PROBLEM STATEMENT
Retype each record shown below, leaving every character as it is.

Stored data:
###

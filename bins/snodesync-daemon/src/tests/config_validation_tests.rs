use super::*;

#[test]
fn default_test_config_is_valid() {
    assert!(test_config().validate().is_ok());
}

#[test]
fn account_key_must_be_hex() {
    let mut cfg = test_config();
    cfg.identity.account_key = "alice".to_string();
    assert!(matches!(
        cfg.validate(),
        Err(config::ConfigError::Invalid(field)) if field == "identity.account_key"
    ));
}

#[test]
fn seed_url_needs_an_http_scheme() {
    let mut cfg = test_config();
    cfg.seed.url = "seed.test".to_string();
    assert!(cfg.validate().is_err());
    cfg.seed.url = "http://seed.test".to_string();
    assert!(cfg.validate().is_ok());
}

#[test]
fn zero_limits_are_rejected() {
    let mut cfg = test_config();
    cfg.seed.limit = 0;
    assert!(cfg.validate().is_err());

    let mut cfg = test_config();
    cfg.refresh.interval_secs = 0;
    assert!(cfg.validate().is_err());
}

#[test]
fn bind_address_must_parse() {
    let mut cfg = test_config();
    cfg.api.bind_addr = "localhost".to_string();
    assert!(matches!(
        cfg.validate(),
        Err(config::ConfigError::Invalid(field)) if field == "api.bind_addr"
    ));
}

###

FINISHED TASK
filename bins/snodesync-daemon/src/tests/config_validation_tests.rs
use super::*;

#[test]
fn default_test_config_is_valid() {
    assert!(test_config().validate().is_ok());
}

#[test]
fn account_key_must_be_hex() {
    let mut cfg = test_config();
    cfg.identity.account_key = "alice".to_string();
    assert!(matches!(
        cfg.validate(),
        Err(config::ConfigError::Invalid(field)) if field == "identity.account_key"
    ));
}

#[test]
fn seed_url_needs_an_http_scheme() {
    let mut cfg = test_config();
    cfg.seed.url = "seed.test".to_string();
    assert!(cfg.validate().is_err());
    cfg.seed.url = "http://seed.test".to_string();
    assert!(cfg.validate().is_ok());
}

#[test]
fn zero_limits_are_rejected() {
    let mut cfg = test_config();
    cfg.seed.limit = 0;
    assert!(cfg.validate().is_err());

    let mut cfg = test_config();
    cfg.refresh.interval_secs = 0;
    assert!(cfg.validate().is_err());
}

#[test]
fn bind_address_must_parse() {
    let mut cfg = test_config();
    cfg.api.bind_addr = "localhost".to_string();
    assert!(matches!(
        cfg.validate(),
        Err(config::ConfigError::Invalid(field)) if field == "api.bind_addr"
    ));
}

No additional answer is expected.